H:\IMAGENS\EXPERIÊNCIAS\REPÚBLICA.JPG

Em páginas e páginas de uma longuíssima carta datada de 16 de Outubro de 1910, Alfredo Guimarães relata ao Visconde de Pindela o que lhe foi dado apreciar nos tristes dias da Revolução republicana. E conta o seguinte episódio que transcrevo integralmente:

«Uma criada nossa tem um sobrinho de 15 anos. Na quarta-feira da revolução apanharam o rapaz para os lados da Praça da Alegria, meteram-lhe uma enorme espingarda nas unhas, afivelaram-lhe um revólver à cinta e levaram-no cheio de medo para a Rotunda, onde uma dúzia de soldados guarnecia as peças e grande porção de populares fazia enorme vozearia. Chegados ali, um que parecia chefe apontou ao pequeno um cesto e disse-lhe: "se quiseres comer, ali há bacalhau, pão com carne e queijo - se quiseres vinho pede àquele que ali anda em baixo, e se vires chegar-se algum desses malandros dos monárquicos atira-lhe sem dó...". O rapaz não quis ouvir mais nada, desatou a comer beefs, pois de bacalhau estava ele farto, e de vez em quando atirava para o ar para se divertir e porque assim lhe tinham recomendado um dos chefes: "é preciso fazer tiros rapaz, para assustar essa canalha". Inimigos nunca os viu e no fim de dois dias, morto de sono, esperou um momento propício, encostou a espingarda a uma árvore e raspou-se com o revólver».

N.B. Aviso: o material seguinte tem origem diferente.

// SPDX-License-Identifier: MIT

//! The six stock executors (spec.md §4.5) plus the registry that dispatches
//! to them and the admission logic they share.

mod arbitration;
pub mod fields;

mod build_dataset;
mod build_image;
mod collect_result;
mod inject_fault;
mod restart_pedestal;
mod run_algorithm;

pub mod callback_router;
pub mod dispatch;
// SPDX-License-Identifier: MIT

//! The Scheduler (spec.md §4.4, component C4): ready/delayed/cron queues,
//! admission, dispatch to a bounded worker pool, retry/reschedule.
//! Generic over the adapter and clock so production and test code share
//! the same dispatch logic against different backends.

use std::collections::HashMap;
use std::sync::Arc;
use std::time::Duration;

use parking_lot::Mutex;
use rand::Rng;
use rcab_adapters::JobAdapter;
use rcab_arbiter::{NamespaceLock, TokenBucket};
use rcab_core::{Clock, Config, Event, Task, TaskConfig, TaskId, TaskState, TaskType, TraceId};
use rcab_storage::{EventBus, RecordStore, TaskStore};
use tokio::sync::mpsc;
use tokio_util::sync::CancellationToken;

use crate::context::{deadline_for, TaskContext};
use crate::error::SchedulerError;
use crate::executor::{ExecOutcome, Executor};
use crate::executors::dispatch::ExecutorRegistry;
use crate::queues::{CronRegistry, DelayedQueue};
use crate::trace_finalize::finalize_trace;

/// Default reschedule window for transient failures (spec.md §4.4
/// "default 1–5 minutes").
pub const DEFAULT_RESCHEDULE_RANGE: (Duration, Duration) =
    (Duration::from_secs(60), Duration::from_secs(5 * 60));

/// Per-task cancellation handles, keyed so `cancel(task_id)` reaches a
/// RUNNING task's cooperative cancellation signal (spec.md §5
/// "Cancellation").
#[derive(Default)]
struct RunningTokens {
    tokens: Mutex<HashMap<TaskId, CancellationToken>>,
}

impl RunningTokens {
    fn register(&self, task_id: TaskId) -> CancellationToken {
        let token = CancellationToken::new();
        self.tokens.lock().insert(task_id, token.clone());
        token
    }

    fn remove(&self, task_id: TaskId) {
        self.tokens.lock().remove(&task_id);
    }

    fn cancel(&self, task_id: TaskId) -> bool {
        if let Some(token) = self.tokens.lock().get(&task_id) {
            token.cancel();
            true
        } else {
            false
        }
    }
}

/// The scheduler: owns the ready channel and the delayed/cron drivers, and
/// is itself handed to executors (through `TaskContext`) so an executor can
/// call back into `reschedule`/`submit` for the next task in its pipeline.
pub struct Scheduler<A: JobAdapter, C: Clock> {
    store: Arc<TaskStore>,
    records: Arc<RecordStore>,
    bus: Arc<EventBus<C>>,
    namespace_lock: Arc<NamespaceLock<C>>,
    token_bucket: Arc<TokenBucket<C>>,
    adapter: Arc<A>,
    config: Arc<Config>,
    clock: C,
    ready_tx: mpsc::UnboundedSender<TaskId>,
    ready_rx: Mutex<Option<mpsc::UnboundedReceiver<TaskId>>>,
    delayed: Arc<DelayedQueue>,
    cron: Arc<CronRegistry>,
    running: RunningTokens,
    cancel_all: CancellationToken,
}
// SPDX-License-Identifier: MIT

//! `rcab` — operator CLI for the benchmarking control plane.
//!
//! Each subcommand is a thin call into the library crates the daemon itself
//! wires up (spec.md §6, SPEC_FULL.md "AMBIENT CLI"): `submit` composes a
//! submission file into a group/trace/head-task chain, `list`/`show` read
//! back Task Store state, `cancel` drives the scheduler's cancellation path,
//! and `stream` tails a trace's Event Bus as newline-delimited JSON. There is
//! no wire/HTTP transport to a separately-running daemon (that binding is
//! out of scope, per spec.md §1) — every invocation wires its own
//! short-lived `Service` against the real cluster, the same way the daemon
//! does, so `list`/`show`/`cancel` only see tasks submitted earlier in the
//! *same* invocation. See DESIGN.md for why this is the right boundary to
//! draw without a wire protocol.

mod submission_dto;

use std::path::PathBuf;
use std::sync::Arc;

use clap::{Parser, Subcommand};
use rcab_adapters::{InjectionResourceKind, KubeJobAdapter};
use rcab_composer::Submission;
use rcab_core::{format_wall_clock, Config, SystemClock, TaskId, TraceId};
use rcab_daemon::Service;
use rcab_storage::{Pagination, TaskFilter};

use submission_dto::SubmissionDto;

#[derive(Parser)]
#[command(name = "rcab", about = "Operator CLI for the RCA benchmarking control plane")]
struct Cli {
    #[command(subcommand)]
    command: Command,
}

#[derive(Subcommand)]
enum Command {
    /// Compose a submission file into a group/trace/head-task chain.
    Submit {
        /// Path to a JSON submission file (see submission_dto.rs for the shape).
        file: PathBuf,
    },
    /// List tasks, optionally filtered by trace.
    List {
        #[arg(long)]
        trace_id: Option<String>,
        #[arg(long, default_value_t = 1)]
        page: u32,
        #[arg(long, default_value_t = 20)]
        size: u32,
    },
    /// Show one task by id.
    Show {
        task_id: String,
    },
    /// Cancel a pending or running task.
    Cancel {
        task_id: String,
    },
    /// Tail a trace's event log as newline-delimited JSON.
    Stream {
        trace_id: String,
    },
}

#[tokio::main]
async fn main() -> Result<(), anyhow::Error> {
    let cli = Cli::parse();
    let config = Config::load()?;
    let service = build_service(config).await?;

    match cli.command {
        Command::Submit { file } => submit(&service, &file)?,
        Command::List { trace_id, page, size } => list(&service, trace_id.as_deref(), page, size)?,
        Command::Show { task_id } => show(&service, &task_id)?,
        Command::Cancel { task_id } => cancel(&service, &task_id)?,
        Command::Stream { trace_id } => stream(&service, &trace_id).await?,
    }

    Ok(())
}

async fn build_service(config: Config) -> Result<Arc<Service<KubeJobAdapter, SystemClock>>, anyhow::Error> {
    let injection_kind = InjectionResourceKind {
        group: config.injection_group.clone(),
        version: config.injection_version.clone(),
        kind: config.injection_kind.clone(),
    };
    let adapter = Arc::new(
        KubeJobAdapter::new(config.kube_namespace.clone(), injection_kind, config.log_dir.clone())
            .await
            .map_err(anyhow::Error::from)?,
    );
    Ok(Arc::new(Service::new(config, adapter, SystemClock)))
}

fn submit(service: &Service<KubeJobAdapter, SystemClock>, file: &PathBuf) -> Result<(), anyhow::Error> {
    let contents = std::fs::read_to_string(file)?;
    let dto: SubmissionDto = serde_json::from_str(&contents)?;
    let submission: Submission = dto.into();

    let result = service.submit(submission)?;
    println!("group_id: {}", result.group_id);
    for trace in &result.traces {
        println!(
            "  item[{}] trace_id={} head_tasks={}",
            trace.index,
            trace.trace_id,
            trace.head_task_ids.iter().map(TaskId::to_string).collect::<Vec<_>>().join(",")
        );
    }
    Ok(())
}

fn list(
    service: &Service<KubeJobAdapter, SystemClock>,
    trace_id: Option<&str>,
    page: u32,
    size: u32,
) -> Result<(), anyhow::Error> {
    let mut filter = TaskFilter::default();
    if let Some(trace_id) = trace_id {
        filter.trace_id = Some(trace_id.parse::<TraceId>()?);
    }
    let pagination = Pagination::new(page, size)?;
    let (tasks, total) = service.scheduler().store().list_tasks(&filter, pagination);
    let timezone = &service.scheduler().config().timezone;
    for task in &tasks {
        println!(
            "{} [{:?}] created {}",
            task.id,
            task.state,
            format_wall_clock(task.created_at_epoch_ms, timezone)
        );
    }
    eprintln!("{} of {} total", tasks.len(), total);
    Ok(())
}

fn show(service: &Service<KubeJobAdapter, SystemClock>, task_id: &str) -> Result<(), anyhow::Error> {
    let task_id = task_id.parse::<TaskId>()?;
    let task = service.scheduler().store().get_task(task_id)?;
    let timezone = &service.scheduler().config().timezone;
    println!("{}", serde_json::to_string_pretty(&task)?);
    println!("created_at: {}", format_wall_clock(task.created_at_epoch_ms, timezone));
    println!("updated_at: {}", format_wall_clock(task.updated_at_epoch_ms, timezone));
    Ok(())
}

fn cancel(service: &Service<KubeJobAdapter, SystemClock>, task_id: &str) -> Result<(), anyhow::Error> {
    let task_id = task_id.parse::<TaskId>()?;
    let now = service.scheduler().clock().epoch_ms();
    service.scheduler().cancel(task_id, now)?;
    println!("cancelled {task_id}");
    Ok(())
}

async fn stream(service: &Service<KubeJobAdapter, SystemClock>, trace_id: &str) -> Result<(), anyhow::Error> {
    let trace_id = trace_id.parse::<TraceId>()?;
    let mut subscription = service.scheduler().bus().subscribe(trace_id, 0);
    while let Some(event) = subscription.next().await {
        println!("{}", serde_json::to_string(&event)?);
    }
    Ok(())
}
// SPDX-License-Identifier: MIT

//! Per-execution context handed to executors (spec.md §4.5, §4.7): an
//! explicit, constructor-injected bundle — cancellation, a deadline, the
//! trace/group carriers implicit on the task itself, and handles to every
//! collaborator an executor might need — never a process-wide singleton
//! (spec.md §9 "Ambient-global state").

use rcab_adapters::JobAdapter;
use rcab_arbiter::{NamespaceLock, TokenBucket};
use rcab_core::{Clock, Config, TaskType};
use rcab_storage::{EventBus, RecordStore, TaskStore};
use std::sync::Arc;
use std::time::Duration;
use tokio_util::sync::CancellationToken;

use crate::scheduler::Scheduler;

/// Per-type deadline (spec.md §5 "Timeouts"): an implementation-chosen
/// ceiling on how long one executor invocation may run before the worker
/// cancels it and the scheduler consults the retry policy.
pub fn deadline_for(task_type: TaskType) -> Duration {
    match task_type {
        TaskType::InjectFault => Duration::from_secs(60),
        TaskType::BuildDataset => Duration::from_secs(120),
        TaskType::RunAlgorithm => Duration::from_secs(60),
        TaskType::CollectResult => Duration::from_secs(30),
        TaskType::BuildImage => Duration::from_secs(120),
        TaskType::RestartPedestal => Duration::from_secs(180),
    }
}

/// Everything one `Executor::execute` call needs, bundled so a test can
/// construct it against fakes without touching a real cluster.
pub struct TaskContext<A: JobAdapter, C: Clock> {
    pub store: Arc<TaskStore>,
    pub records: Arc<RecordStore>,
    pub bus: Arc<EventBus<C>>,
    pub namespace_lock: Arc<NamespaceLock<C>>,
    pub token_bucket: Arc<TokenBucket<C>>,
    pub adapter: Arc<A>,
    pub config: Arc<Config>,
    pub clock: C,
    pub scheduler: Arc<Scheduler<A, C>>,
    pub cancel: CancellationToken,
    pub deadline: tokio::time::Instant,
}

impl<A: JobAdapter, C: Clock> TaskContext<A, C> {
    pub fn is_cancelled(&self) -> bool {
        self.cancel.is_cancelled()
    }

    pub fn is_past_deadline(&self) -> bool {
        tokio::time::Instant::now() >= self.deadline
    }
}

Esta carta alicerçará, sem dúvida, um livrito mais em que creio poucos escaparão de uma nada simpática adjectivação: posto uns, afinal, não terem sido heróis; posta a mancha  de cobardia dos restantes a borratar o Regime a que no dia anterior se juravam afectos. A História tem de ser imparcial e os mitos devem preservar-se apenas dentro dos limites da razoabilidade. Portugal era republicano? Vasco Pulido Valente (in O Poder e o Povo) diz que não, e frisa esse «postulado falso: o de que o país queria a República. Depois do 5 de Outubro, depressa se tornou claro que não queria. E, assim, esquecendo as suas mais solenes promessas, o PRP nunca decretou o sufrágio universal ou lutou pela descentralização eleitoral ou administrativa. A longo prazo, o democratismo republicano não podia deixar de se revelar aquilo que era: a expressão ideológica da vontade revolucionária da pequena urbana».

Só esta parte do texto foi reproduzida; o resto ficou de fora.